### What the task asks
The answer should consist of all the records, copied exactly.

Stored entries
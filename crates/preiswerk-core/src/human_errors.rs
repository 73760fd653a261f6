// SPDX-License-Identifier: PMPL-1.0-or-later
// Copyright (c) 2026 Jonathan D.A. Jewell (hyperpolymath) <jonathan.jewell@open.ac.uk>
//
// Human-readable error messages for shop staff.
//
// The driver's errors are technical; the person at the till just needs to
// know what to check. Every variant maps to plain English plus a concrete
// suggestion, with a severity that drives how the UI presents it.

use crate::error::DriverError;
use crate::types::DeviceStatus;

/// Severity of an error from the operator's perspective.
#[derive(Debug, Clone, Copy, PartialEq, Eq)]
pub enum Severity {
    /// Busy device, timeout — the driver can retry automatically.
    Transient,
    /// Staff must do something (load paper, replace ribbon, plug in cable).
    ActionRequired,
    /// Cannot be fixed by retrying or swapping paper — wrong configuration.
    Permanent,
}

/// A plain-English error with an actionable suggestion.
#[derive(Debug, Clone)]
pub struct HumanError {
    /// Summary shown as a heading.
    pub message: String,
    /// What the operator should try (shown as body text).
    pub suggestion: String,
    /// Whether the system should auto-retry.
    pub retriable: bool,
    /// Severity level (drives icon/colour in the UI).
    pub severity: Severity,
}

/// Convert a `DriverError` into something the person at the till can act on.
pub fn humanize_error(err: &DriverError) -> HumanError {
    match err.root() {
        DriverError::Connect { port, .. } => HumanError {
            message: "The label printer couldn't be reached.".into(),
            suggestion: format!(
                "Check that the printer is plugged in and turned on, then try again. (Port: {port})"
            ),
            retriable: true,
            severity: Severity::ActionRequired,
        },

        DriverError::PortNotFound(port) => HumanError {
            message: "No printer was found on this port.".into(),
            suggestion: format!(
                "Make sure the printer cable is connected, or pick a different port in the settings. (Looked for: {port})"
            ),
            retriable: false,
            severity: Severity::ActionRequired,
        },

        DriverError::InvalidBaud(baud) => HumanError {
            message: "The printer connection speed is set wrong.".into(),
            suggestion: format!(
                "Open the printer settings and pick one of the supported speeds. ({baud} is not supported)"
            ),
            retriable: false,
            severity: Severity::Permanent,
        },

        DriverError::NotConnected => HumanError {
            message: "The printer isn't connected yet.".into(),
            suggestion: "Connect to the printer from the settings screen, then print again.".into(),
            retriable: false,
            severity: Severity::ActionRequired,
        },

        DriverError::Send { .. } | DriverError::ShortWrite { .. } => HumanError {
            message: "Sending to the printer was interrupted.".into(),
            suggestion: "Check the cable, then print the sticker again.".into(),
            retriable: true,
            severity: Severity::Transient,
        },

        DriverError::Device(status) => humanize_device_status(*status),

        DriverError::CircuitOpen { retry_after } => HumanError {
            message: "The printer is having repeated trouble.".into(),
            suggestion: format!(
                "We've paused printing to let it recover. Try again in {} seconds.",
                retry_after.as_secs().max(1)
            ),
            retriable: false,
            severity: Severity::Transient,
        },

        DriverError::Cancelled => HumanError {
            message: "Printing was cancelled.".into(),
            suggestion: "Nothing else was printed. Start the job again when ready.".into(),
            retriable: false,
            severity: Severity::Transient,
        },

        DriverError::AlreadyPrinting => HumanError {
            message: "A sticker is already printing.".into(),
            suggestion: "Wait for the current job to finish, then try again.".into(),
            retriable: true,
            severity: Severity::Transient,
        },

        DriverError::InvalidRequest(detail) => HumanError {
            message: "This sticker can't be printed as entered.".into(),
            suggestion: format!("Check the item details and try again. ({detail})"),
            retriable: false,
            severity: Severity::Permanent,
        },

        DriverError::Io(_) | DriverError::Internal(_) => HumanError {
            message: "Something went wrong while printing.".into(),
            suggestion: "Try again. If it keeps happening, unplug the printer and plug it back in.".into(),
            retriable: true,
            severity: Severity::Transient,
        },

        // root() never returns this variant, but the match must be total.
        DriverError::RetriesExhausted { .. } => HumanError {
            message: "Printing failed after several tries.".into(),
            suggestion: "Check the printer, then start the job again.".into(),
            retriable: false,
            severity: Severity::ActionRequired,
        },
    }
}

/// Canned remediation hints for device conditions.
pub fn humanize_device_status(status: DeviceStatus) -> HumanError {
    match status {
        DeviceStatus::Ready => HumanError {
            message: "The printer is ready.".into(),
            suggestion: "No action needed.".into(),
            retriable: true,
            severity: Severity::Transient,
        },
        DeviceStatus::Busy => HumanError {
            message: "The printer is busy.".into(),
            suggestion: "Wait a moment and try again — it's finishing another sticker.".into(),
            retriable: true,
            severity: Severity::Transient,
        },
        DeviceStatus::OutOfPaper => HumanError {
            message: "The printer is out of labels.".into(),
            suggestion: "Load a new roll of label stock, close the cover, then print again.".into(),
            retriable: false,
            severity: Severity::ActionRequired,
        },
        DeviceStatus::OutOfInk => HumanError {
            message: "The printer is out of ink or ribbon.".into(),
            suggestion: "Replace the ribbon cartridge, then print again.".into(),
            retriable: false,
            severity: Severity::ActionRequired,
        },
        DeviceStatus::Offline => HumanError {
            message: "The printer is offline.".into(),
            suggestion: "Check the power and cable, then reconnect from the settings screen.".into(),
            retriable: true,
            severity: Severity::ActionRequired,
        },
        DeviceStatus::Unknown => HumanError {
            message: "The printer sent a response we don't understand.".into(),
            suggestion: "Turn the printer off and on again. If this keeps happening, the model may need calibration.".into(),
            retriable: true,
            severity: Severity::Transient,
        },
    }
}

### Response to this task
filename crates/preiswerk-core/src/human_errors.rs
repository 73760fd653a261f6
// SPDX-License-Identifier: PMPL-1.0-or-later
// Copyright (c) 2026 Jonathan D.A. Jewell (hyperpolymath) <jonathan.jewell@open.ac.uk>
//
// Human-readable error messages for shop staff.
//
// The driver's errors are technical; the person at the till just needs to
// know what to check. Every variant maps to plain English plus a concrete
// suggestion, with a severity that drives how the UI presents it.

use crate::error::DriverError;
use crate::types::DeviceStatus;

/// Severity of an error from the operator's perspective.
#[derive(Debug, Clone, Copy, PartialEq, Eq)]
pub enum Severity {
    /// Busy device, timeout — the driver can retry automatically.
    Transient,
    /// Staff must do something (load paper, replace ribbon, plug in cable).
    ActionRequired,
    /// Cannot be fixed by retrying or swapping paper — wrong configuration.
    Permanent,
}

/// A plain-English error with an actionable suggestion.
#[derive(Debug, Clone)]
pub struct HumanError {
    /// Summary shown as a heading.
    pub message: String,
    /// What the operator should try (shown as body text).
    pub suggestion: String,
    /// Whether the system should auto-retry.
    pub retriable: bool,
    /// Severity level (drives icon/colour in the UI).
    pub severity: Severity,
}

/// Convert a `DriverError` into something the person at the till can act on.
pub fn humanize_error(err: &DriverError) -> HumanError {
    match err.root() {
        DriverError::Connect { port, .. } => HumanError {
            message: "The label printer couldn't be reached.".into(),
            suggestion: format!(
                "Check that the printer is plugged in and turned on, then try again. (Port: {port})"
            ),
            retriable: true,
            severity: Severity::ActionRequired,
        },

        DriverError::PortNotFound(port) => HumanError {
            message: "No printer was found on this port.".into(),
            suggestion: format!(
                "Make sure the printer cable is connected, or pick a different port in the settings. (Looked for: {port})"
            ),
            retriable: false,
            severity: Severity::ActionRequired,
        },

        DriverError::InvalidBaud(baud) => HumanError {
            message: "The printer connection speed is set wrong.".into(),
            suggestion: format!(
                "Open the printer settings and pick one of the supported speeds. ({baud} is not supported)"
            ),
            retriable: false,
            severity: Severity::Permanent,
        },

        DriverError::NotConnected => HumanError {
            message: "The printer isn't connected yet.".into(),
            suggestion: "Connect to the printer from the settings screen, then print again.".into(),
            retriable: false,
            severity: Severity::ActionRequired,
        },

        DriverError::Send { .. } | DriverError::ShortWrite { .. } => HumanError {
            message: "Sending to the printer was interrupted.".into(),
            suggestion: "Check the cable, then print the sticker again.".into(),
            retriable: true,
            severity: Severity::Transient,
        },

        DriverError::Device(status) => humanize_device_status(*status),

        DriverError::CircuitOpen { retry_after } => HumanError {
            message: "The printer is having repeated trouble.".into(),
            suggestion: format!(
                "We've paused printing to let it recover. Try again in {} seconds.",
                retry_after.as_secs().max(1)
            ),
            retriable: false,
            severity: Severity::Transient,
        },

        DriverError::Cancelled => HumanError {
            message: "Printing was cancelled.".into(),
            suggestion: "Nothing else was printed. Start the job again when ready.".into(),
            retriable: false,
            severity: Severity::Transient,
        },

        DriverError::AlreadyPrinting => HumanError {
            message: "A sticker is already printing.".into(),
            suggestion: "Wait for the current job to finish, then try again.".into(),
            retriable: true,
            severity: Severity::Transient,
        },

        DriverError::InvalidRequest(detail) => HumanError {
            message: "This sticker can't be printed as entered.".into(),
            suggestion: format!("Check the item details and try again. ({detail})"),
            retriable: false,
            severity: Severity::Permanent,
        },

        DriverError::Io(_) | DriverError::Internal(_) => HumanError {
            message: "Something went wrong while printing.".into(),
            suggestion: "Try again. If it keeps happening, unplug the printer and plug it back in.".into(),
            retriable: true,
            severity: Severity::Transient,
        },

        // root() never returns this variant, but the match must be total.
        DriverError::RetriesExhausted { .. } => HumanError {
            message: "Printing failed after several tries.".into(),
            suggestion: "Check the printer, then start the job again.".into(),
            retriable: false,
            severity: Severity::ActionRequired,
        },
    }
}

/// Canned remediation hints for device conditions.
pub fn humanize_device_status(status: DeviceStatus) -> HumanError {
    match status {
        DeviceStatus::Ready => HumanError {
            message: "The printer is ready.".into(),
            suggestion: "No action needed.".into(),
            retriable: true,
            severity: Severity::Transient,
        },
        DeviceStatus::Busy => HumanError {
            message: "The printer is busy.".into(),
            suggestion: "Wait a moment and try again — it's finishing another sticker.".into(),
            retriable: true,
            severity: Severity::Transient,
        },
        DeviceStatus::OutOfPaper => HumanError {
            message: "The printer is out of labels.".into(),
            suggestion: "Load a new roll of label stock, close the cover, then print again.".into(),
            retriable: false,
            severity: Severity::ActionRequired,
        },
        DeviceStatus::OutOfInk => HumanError {
            message: "The printer is out of ink or ribbon.".into(),
            suggestion: "Replace the ribbon cartridge, then print again.".into(),
            retriable: false,
            severity: Severity::ActionRequired,
        },
        DeviceStatus::Offline => HumanError {
            message: "The printer is offline.".into(),
            suggestion: "Check the power and cable, then reconnect from the settings screen.".into(),
            retriable: true,
            severity: Severity::ActionRequired,
        },
        DeviceStatus::Unknown => HumanError {
            message: "The printer sent a response we don't understand.".into(),
            suggestion: "Turn the printer off and on again. If this keeps happening, the model may need calibration.".into(),
            retriable: true,
            severity: Severity::Transient,
        },
    }
}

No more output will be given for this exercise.